Hello, and welcome back to Off The Menu, where we explore the craziest stories about food from my email inbox. This week, we’re bringing you some of the most inexplicably WTF stories in restaurant history. As always, these are real stories from real readers.

Natalie Gartner:

A couple weeks ago, as a treat for myself on an awful day, I stopped by my local Culver’s for a chocolate cement mixer. If you’re not familiar (and I wasn’t either until recently), a cement mixer is a mega thick, frozen custard shake. The idea being they’re so thick you can only churn them with a cement mixer, or something, and they’re too thick to eat with a straw, like Culver’s regular shakes. Basically, it’s a hop and a skip from ice cream in a cup. I’m clarifying for a reason, so bear with me.

Anyway, I decided to order via the drive-thru, just the chocolate cement mixer, and pulled forward after they gave me my total. Almost immediately, I realized I forgot to ask for whipped cream, but hoped that would be alright to add last minute. How wrong I was.

When I reached the window and the server was ready, I asked, “Hey, sorry, can I get whipped cream on that?”

The guy replies, nodding and upbeat, “OK, are you sure you don’t want a shake, though?”

“Huh? No, just the chocolate cement mixer with whipped cream.” Thinking that was it, I grabbed some money to give him.

“I could make you a shake, it would only take a second.”

“No… I just want a cement mixer, with the whipped cream on top?” Did he think I wanted the whipped cream to thin out the cement mixer? By now I was literally holding out money to him that he wouldn’t take.

“Yeah, but if you want a shake, we can replace this no charge.” My dessert was in his hand and he was not giving it to me. This was less infuriating and just bizarre. This whole time he’s maintaining a nice, chipper, customer-service demeanor that is unfazed by my responses or SEVERE confusion over this whole exchange.

“I… CAN I get whipped cream on it?”

“Yes, but this is a cement mixer.”

“Yes…”

“It’s very thick and you have to eat it with a spoon, you can’t eat it with a straw.”

“I know…”

“So if you want I can replace this with a shake.” BUT WHY.

“I just want the chocolate cement mixer with whipped cream.”
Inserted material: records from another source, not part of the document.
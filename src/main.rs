// SPDX-License-Identifier: MIT
// Copyright 2026 Roland Dreier <roland@rolandd.dev>

//! ServiceNow bridge API server.
//!
//! Manages ServiceNow record subscriptions for Mattermost channels and relays
//! ServiceNow change events into those channels.

use servicenow_bridge::{
    config::Config,
    db::{FileStore, InMemoryStore, Store},
    services::{
        crypto::purge_tokens_after_secret_change, MattermostPoster, ReqwestTransport,
        ServiceNowOAuth, TokenCipher,
    },
    AppState,
};
use std::sync::Arc;
use tracing_subscriber::{layer::SubscriberExt, util::SubscriberInitExt};

#[tokio::main]
async fn main() -> Result<(), Box<dyn std::error::Error>> {
    // Initialize structured JSON logging
    init_logging()?;

    // Load configuration from environment
    let config = Config::from_env()?;
    tracing::info!(
        port = config.port,
        servicenow_url = %config.servicenow_url,
        "Starting ServiceNow bridge"
    );

    let cipher = TokenCipher::new(&config.encryption_secret)?;
    let store: Arc<dyn Store> = match &config.store_path {
        Some(path) => Arc::new(FileStore::open(path).await?),
        None => {
            tracing::warn!("STORE_PATH not set; connected users are lost on restart");
            Arc::new(InMemoryStore::new())
        }
    };
    purge_tokens_after_secret_change(store.as_ref(), &cipher).await?;

    let state = Arc::new(AppState {
        transport: Arc::new(ReqwestTransport::new(&config.servicenow_url)),
        chat: Arc::new(MattermostPoster::new(
            &config.mattermost_url,
            config.bot_access_token.clone(),
        )),
        oauth: Arc::new(ServiceNowOAuth::new(&config)),
        store,
        cipher,
        config: config.clone(),
    });

    // Build router
    let app = servicenow_bridge::routes::create_router(state);

    // Start server
    let addr = format!("0.0.0.0:{}", config.port);
    let listener = tokio::net::TcpListener::bind(&addr).await?;
    tracing::info!(address = %addr, "Server listening");

    axum::serve(listener, app).await?;
    Ok(())
}

/// Initialize structured JSON logging.
fn init_logging() -> Result<(), Box<dyn std::error::Error>> {
    let format = tracing_subscriber::fmt::layer()
        .json()
        .with_target(false)
        .with_current_span(true)
        .flatten_event(true);

    tracing_subscriber::registry()
        .with(
            tracing_subscriber::EnvFilter::from_default_env()
                .add_directive("servicenow_bridge=debug".parse()?)
                .add_directive("info".parse()?),
        )
        .with(format)
        .init();
    Ok(())
}
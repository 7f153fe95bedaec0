// SPDX-License-Identifier: MIT
// Copyright 2026 Roland Dreier <roland@rolandd.dev>

//! ServiceNow OAuth connect flow.
//!
//! The state parameter is `<random hex>_<mattermost user id>`. It is stored
//! on connect and consumed on completion, and the embedded user ID must match
//! the caller that completes the flow.

use crate::constants::{ERROR_MISSING_USER_CODE_STATE, ERROR_USER_ID_MISMATCH_IN_OAUTH};
use crate::error::{AppError, Result};
use crate::middleware::auth::mattermost_user_id;
use crate::models::User;
use crate::services::crypto::encrypt_token;
use crate::AppState;
use axum::{
    extract::{Query, State},
    http::HeaderMap,
    response::{Html, Redirect},
    routing::get,
    Router,
};
use serde::Deserialize;
use std::sync::Arc;

/// Random bytes in the OAuth state.
const STATE_ENTROPY_BYTES: usize = 15;

pub fn routes() -> Router<Arc<AppState>> {
    Router::new()
        .route("/oauth2/connect", get(connect))
        .route("/oauth2/complete", get(complete))
}

/// Start OAuth flow - redirect to the ServiceNow authorization page.
async fn connect(State(state): State<Arc<AppState>>, headers: HeaderMap) -> Result<Redirect> {
    let user_id = mattermost_user_id(&headers).ok_or(AppError::NotConnected)?;

    let oauth_state = format!("{}_{}", state.cipher.random_hex(STATE_ENTROPY_BYTES)?, user_id);
    state.store.store_oauth2_state(&oauth_state).await?;

    tracing::info!(mattermost_user_id = %user_id, "Starting OAuth flow, redirecting to ServiceNow");
    Ok(Redirect::temporary(&state.oauth.authorize_url(&oauth_state)))
}

#[derive(Deserialize)]
struct CompleteParams {
    #[serde(default)]
    code: String,
    #[serde(default)]
    state: String,
}

/// OAuth callback - exchange the code and store the encrypted token.
async fn complete(
    State(state): State<Arc<AppState>>,
    headers: HeaderMap,
    Query(params): Query<CompleteParams>,
) -> Result<Html<&'static str>> {
    let user_id = mattermost_user_id(&headers).unwrap_or_default();
    if user_id.is_empty() || params.code.is_empty() || params.state.is_empty() {
        return Err(AppError::InvalidParameter(
            ERROR_MISSING_USER_CODE_STATE.to_string(),
        ));
    }

    state.store.verify_oauth2_state(&params.state).await?;

    let state_user_id = params
        .state
        .split_once('_')
        .map(|(_, user)| user)
        .unwrap_or_default();
    if state_user_id != user_id {
        tracing::warn!(
            mattermost_user_id = %user_id,
            "Security Alert: OAuth state belongs to a different user"
        );
        return Err(AppError::Forbidden(
            ERROR_USER_ID_MISMATCH_IN_OAUTH.to_string(),
        ));
    }

    let token = state.oauth.exchange_code(&params.code).await?;
    let user = User {
        mattermost_user_id: user_id.clone(),
        oauth2_token: encrypt_token(&state.cipher, &token, &user_id)?,
    };
    state.store.store_user(&user).await?;

    tracing::info!(mattermost_user_id = %user_id, "ServiceNow account connected");
    Ok(Html(COMPLETE_PAGE))
}

const COMPLETE_PAGE: &str = r#"<!DOCTYPE html>
<html>
<head><script>window.close();</script></head>
<body><p>Completed connecting to ServiceNow. Please close this window.</p></body>
</html>
"#;
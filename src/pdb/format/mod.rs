//! File format parsing layer for Palm databases.
//!
//! # Module Organization
//!
//! - [`header`]: Decodes the fixed header and resolves section boundaries
//! - [`appinfo`]: Decodes categories and address-book labels
//! - [`index`]: Decodes the record index into offsets, lengths and attributes
//!
//! # Architecture
//!
//! ```text
//! File Structure:
//! ┌─────────────────┐
//! │  Header (80 B)  │ ← header::parse()
//! ├─────────────────┤
//! │  Record Index   │ ← index::parse()
//! ├─────────────────┤
//! │  AppInfo        │ ← appinfo::parse()
//! ├─────────────────┤
//! │  SortInfo       │   (kept raw)
//! ├─────────────────┤
//! │  Record Bodies  │ ← records::decode()
//! └─────────────────┘
//! ```

pub mod appinfo;
pub mod header;
pub mod index;
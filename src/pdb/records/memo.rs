//! Memo Pad records (creator `memo`): one NUL-terminated text, trailing bytes ignored.

use super::{RecordContext, RecordFormat};
use crate::pdb::types::{error::Result, records::MemoRecord};
use crate::pdb::utils;

/// Zero-cost marker struct for Memo Pad records.
#[derive(Debug)]
pub struct Memo;

impl RecordFormat for Memo {
    const DEBUG_NAME: &'static str = "Memo";
    type Record = MemoRecord;

    fn decode(bytes: &[u8], ctx: &RecordContext<'_>) -> Result<MemoRecord> {
        let mut reader = bytes;
        let text = utils::read_cstr(&mut reader, "memo text")?;
        Ok(MemoRecord {
            text: utils::decode_text(text, ctx.encoding),
        })
    }
}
“OK… your total is $4.39.” He finally takes the money I’ve been holding out and, after suppressing a look of mild concern and applying the whipped cream, hands me my cement mixer.

I still have NO idea what was going on.

Gloria Karron:

Things I have seen as a bartender in New Orleans:

– A regular who offered to pay his tab with half of a deer. I asked “which half, and did you find it in the road?” and declined without knowing its provenance.

– A customer walking out the door with the industrial/decorative jar of olives.

– A customer who lied to my boss, saying I had pocketed the $2 for his beer, because I refused to show him my breasts.

Lauren Fitzgibbons:

Recently, we went to visit my in-laws. It’s a seven hour drive, and we left at noon and stopped for a late lunch/early dinner on the road, thinking we’d be good for the night. When we were an hour from our final stop, we all decided we were hungry, so my husband called his parents and said we’d take them up on their offer of a pizza after all. For the sake of ease, we said, “Just cheese,” when asked what we wanted on it. The pizza had arrived shortly after we did, and we sat down to dig in.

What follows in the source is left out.